On December 5, AQAP claimed responsibility for launching a two-pronged attack on the Ministry of Defense in Sanaa, targeting the collocated military hospital. Reportedly, a car laden with explosives was used to gain entrance to the ministry compound, after which 12 gunmen entered in another vehicle and began firing on people indiscriminately. The reported death toll was 57 with more than 300 injured, with most of the victims civilians, hospital staff, and patients.

Nonstate actors targeted foreigners and those working for foreign diplomatic missions. In October unknown assailants killed a German embassy security officer in Sanaa, and in November two Belorussian contractors were gunned down by unknown assailants outside their hotel in Sanaa. Armed clashes broke out in northern governorates, including Saada, al-Jawf, and Amran, between supporters of the Zaydi Shia Houthi (Ansar Allah) movement and supporters of both the Sunni Islamist Islah Party and the Salafi Rashad Party. Fighting between the groups resulted in the deaths of hundreds of combatants, according to media and local NGO reports. The fighting went largely unchecked as central government control in those areas remained weak.
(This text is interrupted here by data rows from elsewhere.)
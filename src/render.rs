//! Terminal rendering of store contents.

use chrono::Local;
use colored::*;

use crate::api::{Chatroom, Persona, SearchHit};
use crate::connection::{ConnectionPhase, ConnectionState};
use crate::model::{DiscussionState, Message, MessageType, Status};

pub fn message(msg: &Message) -> String {
    let time = msg.timestamp.with_timezone(&Local).format("%H:%M:%S").to_string();
    let header = match msg.message_type {
        MessageType::System => format!("📢 {}", msg.sender).yellow().bold(),
        MessageType::User => format!("🙋 {}", msg.sender).green().bold(),
        MessageType::ExpertQuestion => format!("❓ {}", msg.sender).green().bold(),
        MessageType::Conclusion => format!("🏁 {}", msg.sender).magenta().bold(),
        MessageType::Response => format!("💬 {}", msg.sender).cyan().bold(),
        MessageType::Message => format!("🎯 {}", msg.sender).bright_white().bold(),
    };
    let body = if msg.message_type == MessageType::System {
        msg.content.dimmed().to_string()
    } else {
        msg.content.clone()
    };
    let indented = body.replace('\n', "\n    ");
    format!("{} {}\n    {}", format!("[{time}]").bright_black(), header, indented)
}

pub fn state_label(state: DiscussionState) -> ColoredString {
    match state {
        DiscussionState::Ready => "ready".normal(),
        DiscussionState::AutoDiscussing => "auto-discussing".green(),
        DiscussionState::Paused => "paused".yellow(),
        DiscussionState::UserIntervention => "waiting for you".bright_magenta(),
    }
}

pub fn status(status: &Status, room_id: Option<&str>) -> String {
    let mut out = format!(
        "{} {}  {} {}  {} {}  {} {}",
        "State:".bright_black(),
        state_label(status.discussion_state),
        "Auto:".bright_black(),
        if status.auto_discussion_enabled { "on".green() } else { "off".red() },
        "Rounds:".bright_black(),
        status.discussion_rounds,
        "Messages:".bright_black(),
        status.total_messages,
    );
    if status.user_intervention_pending {
        out.push_str(&format!("  {}", "✋ intervention pending".bright_magenta()));
    }
    if let Some(room) = room_id {
        out.push_str(&format!("\n{} {}", "Room:".bright_black(), room.bright_yellow()));
    }
    if !status.current_speaker.name.is_empty() {
        out.push_str(&format!("\n{} {}", "Speaker:".bright_black(), status.current_speaker.name));
    }
    if !status.active_participants.is_empty() {
        let names: Vec<_> = status
            .active_participants
            .iter()
            .map(|p| format!("{} {}", p.avatar, p.name).trim().to_string())
            .collect();
        out.push_str(&format!("\n{} {}", "Participants:".bright_black(), names.join(", ")));
    }
    out
}

pub fn typing(status: &Status) -> Option<String> {
    let speaker = &status.current_speaker;
    (speaker.is_typing && !speaker.name.is_empty())
        .then(|| format!("✍  {} is typing...", speaker.name).italic().bright_black().to_string())
}

pub fn connection(state: &ConnectionState) -> String {
    let label = match state.phase {
        ConnectionPhase::Open => "● connected".green(),
        ConnectionPhase::Connecting => "◌ connecting".yellow(),
        ConnectionPhase::Closed => format!("○ reconnecting (attempt {})", state.reconnect_attempts).yellow(),
        ConnectionPhase::Exhausted => "✗ disconnected, reconnect manually".red().bold(),
        ConnectionPhase::Stopped => "○ offline".red(),
        ConnectionPhase::Idle => "○ idle".normal(),
    };
    match (&state.last_error, state.phase) {
        (Some(err), ConnectionPhase::Closed | ConnectionPhase::Exhausted) => {
            format!("{} {}", label, format!("({err})").bright_black())
        }
        _ => label.to_string(),
    }
}

pub fn chatroom(room: &Chatroom, current: Option<&str>) -> String {
    let marker = if current == Some(room.id.as_str()) { "▶".green() } else { " ".normal() };
    let title = if room.topic.is_empty() { &room.room_name } else { &room.topic };
    format!(
        "{} {}  {}  {}",
        marker,
        room.id.bright_yellow(),
        title,
        format!("({} messages)", room.message_count).bright_black()
    )
}

pub fn persona(name: &str, persona: &Persona) -> String {
    format!(
        "{}\n  {} {}\n  {} {}\n  {} {}",
        name.cyan().bold(),
        "role:".bright_black(),
        persona.role,
        "goal:".bright_black(),
        persona.goal,
        "backstory:".bright_black(),
        persona.backstory
    )
}

pub fn search_hit(hit: &SearchHit) -> String {
    format!(
        "{} {} {}",
        format!("#{}", hit.rank).bright_black(),
        format!("[{:.3}]", hit.similarity_score).cyan(),
        hit.text
    )
}
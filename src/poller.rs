//! Periodic status reconciliation.

use std::sync::Arc;
use std::time::Duration;

use async_trait::async_trait;
use tokio::task::{JoinHandle, JoinSet};
use tokio::time::MissedTickBehavior;

use crate::error::ClientError;
use crate::model::StatusPatch;
use crate::store::StoreHandle;

/// Source of authoritative discussion status.
#[async_trait]
pub trait StatusSource: Send + Sync + 'static {
    async fn fetch_status(&self) -> Result<StatusPatch, ClientError>;
}

/// Polls a [`StatusSource`] and merges each result into the store.
pub struct StatusPoller;

impl StatusPoller {
    /// Fetch immediately, then every `interval`, until the handle is stopped or dropped.
    pub fn start(source: Arc<dyn StatusSource>, store: StoreHandle, interval: Duration) -> PollerHandle {
        let task = tokio::spawn(async move {
            let mut ticker = tokio::time::interval(interval);
            ticker.set_missed_tick_behavior(MissedTickBehavior::Delay);
            // in-flight fetches die with this set
            let mut inflight = JoinSet::new();

            loop {
                tokio::select! {
                    _ = ticker.tick() => {
                        let source = source.clone();
                        let store = store.clone();
                        inflight.spawn(async move {
                            match source.fetch_status().await {
                                Ok(patch) => {
                                    tracing::debug!(?patch, "status polled");
                                    store.merge_status(&patch);
                                }
                                Err(err) => tracing::warn!(error = %err, "status poll failed"),
                            }
                        });
                    }
                    Some(_) = inflight.join_next(), if !inflight.is_empty() => {}
                }
            }
        });
        PollerHandle { task: Some(task) }
    }
}

/// Owns the polling task. Dropping it stops polling.
#[derive(Debug)]
pub struct PollerHandle {
    task: Option<JoinHandle<()>>,
}

impl PollerHandle {
    pub fn stop(&mut self) {
        if let Some(task) = self.task.take() {
            task.abort();
        }
    }

    pub fn is_running(&self) -> bool {
        self.task.as_ref().map(|t| !t.is_finished()).unwrap_or(false)
    }
}

impl Drop for PollerHandle {
    fn drop(&mut self) {
        self.stop();
    }
}

#[cfg(test)]
mod tests {
    use super::*;
    use crate::model::DiscussionState;
    use std::sync::atomic::{AtomicUsize, Ordering};

    struct Fixed(AtomicUsize);

    #[async_trait]
    impl StatusSource for Fixed {
        async fn fetch_status(&self) -> Result<StatusPatch, ClientError> {
            self.0.fetch_add(1, Ordering::SeqCst);
            Ok(StatusPatch::new().state(DiscussionState::Paused))
        }
    }

    #[tokio::test(start_paused = true)]
    async fn test_first_fetch_is_immediate() {
        let source = Arc::new(Fixed(AtomicUsize::new(0)));
        let store = StoreHandle::default();
        let mut handle = StatusPoller::start(source.clone(), store.clone(), Duration::from_secs(3));

        tokio::time::sleep(Duration::from_millis(10)).await;
        assert_eq!(source.0.load(Ordering::SeqCst), 1);
        assert_eq!(store.status().discussion_state, DiscussionState::Paused);

        tokio::time::sleep(Duration::from_secs(3)).await;
        assert_eq!(source.0.load(Ordering::SeqCst), 2);

        handle.stop();
        assert!(!handle.is_running());
        tokio::time::sleep(Duration::from_secs(30)).await;
        assert_eq!(source.0.load(Ordering::SeqCst), 2);
    }
}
On May 25, the press reported that a bomber drove a car packed with explosives into a school during Friday prayers in al-Jawf Governorate and killed at least 12 persons.

There were fewer incidents during the year 2013 that resulted in large numbers of persons being killed, compared with the widespread violence of 2011. Clashes in and around Sanaa were sporadic and smaller in scale, with few fatalities. Targeted killings, however, increased during the year, usually directed at members of security organizations or foreign officials. In addition to the killings of security officials by drive-by motorcyclists, there were two bombings of military buses carrying recruits.

Conflicts between factions of the Zaydi Ansar Allah (Houthi) movement and their conservative Sunni Salafi adversaries periodically escalated. Tensions heightened in June after security forces fired on Houthis demonstrating outside the NSB in Sanaa, reportedly killing at least nine persons and wounding dozens. A suicide bomber subsequently detonated himself at a market in Houthi-controlled Saada. Throughout July, Houthis clashed with supporters of the Islamist Islah and Rashad parties, apparently over competing efforts to control mosques. In September, Houthis and tribesmen loyal to the al-Ahmar family reached a short-lived cease-fire agreement, following clashes that left more than 60 dead in Amran alone.

Fighting resumed in October, and a presidential mediation committee was working in November to reduce tensions and reach a permanent agreement. Salafi sources asserted the area surrounding the Dammaj Institute (a center of Salafi teaching and military training) was under siege and heavy shelling by Houthis for several weeks. Houthis claimed Salafis were gathering Yemeni and foreign militants to attack the non-Sunni Zaydis of the region. Given the lack of foreign press and NGO presence in that region, data concerning deaths and other details of this conflict were unverifiable. Saada residents reported, however, that the clashes resulted in dozens, possibly hundreds, of deaths through the year.